_RAW DATA_:
_ _ _ _ _ _ _
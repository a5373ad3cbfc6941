pub mod config;
pub mod credentials;
pub mod paths;

pub use config::{Config, GeolocationConfig, LoggingConfig, OmdbConfig, SearchConfig, StorageConfig};
pub use credentials::{CredentialStore, API_KEY_ENV};
pub use paths::{PathManager, base_path_override};
//! Line-oriented interactive session.
//!
//! Plain text updates the search query. Lines starting with `:` are
//! commands; an empty line is an Enter key press.

use super::{prompts, ui, views, views::Panes, Session};
use crate::output::Output;
use color_eyre::Result;
use popcorn_core::{App, Intent, Storage};
use tracing::debug;

const HELP: &str = "\
Type to search. Commands:
  :open <n|id>     open (or close) a result
  :close, :esc     close the open title (Escape)
  :enter           focus and clear the search box (Enter)
  :blur            leave the search box
  :rate <1-10>     rate the open title
  :add             add the open title to your watched list
  :remove <n|id>   remove a title from your watched list
  :toggle <pane>   expand/collapse results, detail, summary or watched
  :help            show this help
  :quit            exit";

#[derive(Debug, PartialEq, Eq)]
enum Command {
    Query(String),
    Key(&'static str),
    Open(String),
    Rate(String),
    Add,
    Remove(String),
    Blur,
    Toggle(String),
    Help,
    Quit,
    Unknown(String),
}

fn parse_line(line: &str) -> Command {
    let Some(rest) = line.strip_prefix(':') else {
        if line.trim().is_empty() {
            return Command::Key("Enter");
        }
        return Command::Query(line.to_string());
    };

    let (name, arg) = match rest.trim().split_once(char::is_whitespace) {
        Some((name, arg)) => (name, arg.trim().to_string()),
        None => (rest.trim(), String::new()),
    };
    match name {
        "open" | "o" => Command::Open(arg),
        "close" | "esc" => Command::Key("Escape"),
        "enter" => Command::Key("Enter"),
        "blur" => Command::Blur,
        "rate" => Command::Rate(arg),
        "add" | "a" => Command::Add,
        "remove" | "rm" => Command::Remove(arg),
        "toggle" | "t" => Command::Toggle(arg),
        "help" | "h" | "?" => Command::Help,
        "quit" | "q" | "exit" => Command::Quit,
        other => Command::Unknown(other.to_string()),
    }
}

/// A 1-based index into `ids`, or the id itself
fn resolve_id(arg: &str, ids: &[String]) -> Option<String> {
    if arg.is_empty() {
        return None;
    }
    match arg.parse::<usize>() {
        Ok(n) if n >= 1 => ids.get(n - 1).cloned(),
        Ok(_) => None,
        Err(_) => Some(arg.to_string()),
    }
}

pub async fn run_interactive(session: &Session, output: &Output) -> Result<()> {
    let mut app = session.app()?;
    let mut panes = Panes::default();

    output.info(HELP);
    ui::set_terminal_title(&app.title());

    loop {
        let line = prompts::prompt_line("popcorn")?;
        let command = parse_line(&line);
        debug!("Interactive command: {:?}", command);

        let result = match command {
            Command::Quit => break,
            Command::Help => {
                output.info(HELP);
                continue;
            }
            Command::Unknown(name) => {
                output.warn(format!("Unknown command ':{}'. Type :help for a list.", name));
                continue;
            }
            Command::Toggle(name) => {
                match panes.toggle(&name) {
                    Some(open) => output.info(format!("{} {}", name, if open { "expanded" } else { "collapsed" })),
                    None => output.warn(format!("Unknown pane '{}'", name)),
                }
                Ok(())
            }
            Command::Query(text) => app.dispatch(Intent::Query(text)),
            Command::Key(code) => app.press_key(code).map(|_| ()),
            Command::Blur => app.dispatch(Intent::BlurSearch),
            Command::Open(arg) => {
                let ids: Vec<String> = app.search_state().items.into_iter().map(|i| i.imdb_id).collect();
                match resolve_id(&arg, &ids) {
                    Some(id) => app.dispatch(Intent::Select(id)),
                    None => {
                        output.warn(format!("No result '{}'", arg));
                        continue;
                    }
                }
            }
            Command::Rate(arg) => match arg.parse::<u8>() {
                Ok(value) => app.dispatch(Intent::Rate(value)),
                Err(_) => {
                    output.warn("Usage: :rate <1-10>");
                    continue;
                }
            },
            Command::Add => app.dispatch(Intent::AddWatched),
            Command::Remove(arg) => {
                let ids: Vec<String> = app.watched().movies().iter().map(|m| m.imdb_id.clone()).collect();
                match resolve_id(&arg, &ids) {
                    Some(id) => app.dispatch(Intent::RemoveWatched(id)),
                    None => {
                        output.warn(format!("No watched title '{}'", arg));
                        continue;
                    }
                }
            }
        };

        if let Err(e) = result {
            output.error(e.to_string());
        }

        let spinner = ui::Spinner::start("Loading...");
        app.settled().await;
        spinner.finish();

        render(&app, &panes, output);
    }

    app.shutdown();
    ui::set_terminal_title("");
    Ok(())
}

fn render<S: Storage>(app: &App<S>, panes: &Panes, output: &Output) {
    ui::set_terminal_title(&app.title());

    let search = app.search_state();
    if panes.results {
        if let Some(error) = &search.error {
            output.error(error);
        } else if !search.items.is_empty() {
            output.table(&views::results_table(&search.items, app.selection().active(), |id| {
                app.is_watched(id)
            }));
        }
    } else if !search.items.is_empty() {
        output.info(format!("[+] {} results", search.items.len()));
    }

    if let Some(active) = app.selection().active() {
        let detail = app.detail_state();
        if let Some(error) = &detail.error {
            output.error(error);
        } else if let Some(record) = detail.record.as_ref().filter(|_| panes.detail) {
            let rated = app.watched().user_rating_for(active);
            output.table(&views::detail_table(record, rated, Some(app.draft())));
        }
    }

    if panes.summary {
        output.table(&views::summary_table(&app.summary()));
    }
    if panes.watched && !app.watched().is_empty() {
        output.table(&views::watched_table(app.watched().movies()));
    }
}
_ _ _ _ _ _ _
_YOUR GOAL_: Copy all of the data exactly.

_SOLVED PROBLEM_:
repository a5373ad3cbfc6941
pub mod config;
pub mod credentials;
pub mod paths;

pub use config::{Config, GeolocationConfig, LoggingConfig, OmdbConfig, SearchConfig, StorageConfig};
pub use credentials::{CredentialStore, API_KEY_ENV};
pub use paths::{PathManager, base_path_override};
//! Line-oriented interactive session.
//!
//! Plain text updates the search query. Lines starting with `:` are
//! commands; an empty line is an Enter key press.

use super::{prompts, ui, views, views::Panes, Session};
use crate::output::Output;
use color_eyre::Result;
use popcorn_core::{App, Intent, Storage};
use tracing::debug;

const HELP: &str = "\
Type to search. Commands:
  :open <n|id>     open (or close) a result
  :close, :esc     close the open title (Escape)
  :enter           focus and clear the search box (Enter)
  :blur            leave the search box
  :rate <1-10>     rate the open title
  :add             add the open title to your watched list
  :remove <n|id>   remove a title from your watched list
  :toggle <pane>   expand/collapse results, detail, summary or watched
  :help            show this help
  :quit            exit";

#[derive(Debug, PartialEq, Eq)]
enum Command {
    Query(String),
    Key(&'static str),
    Open(String),
    Rate(String),
    Add,
    Remove(String),
    Blur,
    Toggle(String),
    Help,
    Quit,
    Unknown(String),
}

fn parse_line(line: &str) -> Command {
    let Some(rest) = line.strip_prefix(':') else {
        if line.trim().is_empty() {
            return Command::Key("Enter");
        }
        return Command::Query(line.to_string());
    };

    let (name, arg) = match rest.trim().split_once(char::is_whitespace) {
        Some((name, arg)) => (name, arg.trim().to_string()),
        None => (rest.trim(), String::new()),
    };
    match name {
        "open" | "o" => Command::Open(arg),
        "close" | "esc" => Command::Key("Escape"),
        "enter" => Command::Key("Enter"),
        "blur" => Command::Blur,
        "rate" => Command::Rate(arg),
        "add" | "a" => Command::Add,
        "remove" | "rm" => Command::Remove(arg),
        "toggle" | "t" => Command::Toggle(arg),
        "help" | "h" | "?" => Command::Help,
        "quit" | "q" | "exit" => Command::Quit,
        other => Command::Unknown(other.to_string()),
    }
}

/// A 1-based index into `ids`, or the id itself
fn resolve_id(arg: &str, ids: &[String]) -> Option<String> {
    if arg.is_empty() {
        return None;
    }
    match arg.parse::<usize>() {
        Ok(n) if n >= 1 => ids.get(n - 1).cloned(),
        Ok(_) => None,
        Err(_) => Some(arg.to_string()),
    }
}

pub async fn run_interactive(session: &Session, output: &Output) -> Result<()> {
    let mut app = session.app()?;
    let mut panes = Panes::default();

    output.info(HELP);
    ui::set_terminal_title(&app.title());

    loop {
        let line = prompts::prompt_line("popcorn")?;
        let command = parse_line(&line);
        debug!("Interactive command: {:?}", command);

        let result = match command {
            Command::Quit => break,
            Command::Help => {
                output.info(HELP);
                continue;
            }
            Command::Unknown(name) => {
                output.warn(format!("Unknown command ':{}'. Type :help for a list.", name));
                continue;
            }
            Command::Toggle(name) => {
                match panes.toggle(&name) {
                    Some(open) => output.info(format!("{} {}", name, if open { "expanded" } else { "collapsed" })),
                    None => output.warn(format!("Unknown pane '{}'", name)),
                }
                Ok(())
            }
            Command::Query(text) => app.dispatch(Intent::Query(text)),
            Command::Key(code) => app.press_key(code).map(|_| ()),
            Command::Blur => app.dispatch(Intent::BlurSearch),
            Command::Open(arg) => {
                let ids: Vec<String> = app.search_state().items.into_iter().map(|i| i.imdb_id).collect();
                match resolve_id(&arg, &ids) {
                    Some(id) => app.dispatch(Intent::Select(id)),
                    None => {
                        output.warn(format!("No result '{}'", arg));
                        continue;
                    }
                }
            }
            Command::Rate(arg) => match arg.parse::<u8>() {
                Ok(value) => app.dispatch(Intent::Rate(value)),
                Err(_) => {
                    output.warn("Usage: :rate <1-10>");
                    continue;
                }
            },
            Command::Add => app.dispatch(Intent::AddWatched),
            Command::Remove(arg) => {
                let ids: Vec<String> = app.watched().movies().iter().map(|m| m.imdb_id.clone()).collect();
                match resolve_id(&arg, &ids) {
                    Some(id) => app.dispatch(Intent::RemoveWatched(id)),
                    None => {
                        output.warn(format!("No watched title '{}'", arg));
                        continue;
                    }
                }
            }
        };

        if let Err(e) = result {
            output.error(e.to_string());
        }

        let spinner = ui::Spinner::start("Loading...");
        app.settled().await;
        spinner.finish();

        render(&app, &panes, output);
    }

    app.shutdown();
    ui::set_terminal_title("");
    Ok(())
}

fn render<S: Storage>(app: &App<S>, panes: &Panes, output: &Output) {
    ui::set_terminal_title(&app.title());

    let search = app.search_state();
    if panes.results {
        if let Some(error) = &search.error {
            output.error(error);
        } else if !search.items.is_empty() {
            output.table(&views::results_table(&search.items, app.selection().active(), |id| {
                app.is_watched(id)
            }));
        }
    } else if !search.items.is_empty() {
        output.info(format!("[+] {} results", search.items.len()));
    }

    if let Some(active) = app.selection().active() {
        let detail = app.detail_state();
        if let Some(error) = &detail.error {
            output.error(error);
        } else if let Some(record) = detail.record.as_ref().filter(|_| panes.detail) {
            let rated = app.watched().user_rating_for(active);
            output.table(&views::detail_table(record, rated, Some(app.draft())));
        }
    }

    if panes.summary {
        output.table(&views::summary_table(&app.summary()));
    }
    if panes.watched && !app.watched().is_empty() {
        output.table(&views::watched_table(app.watched().movies()));
    }
}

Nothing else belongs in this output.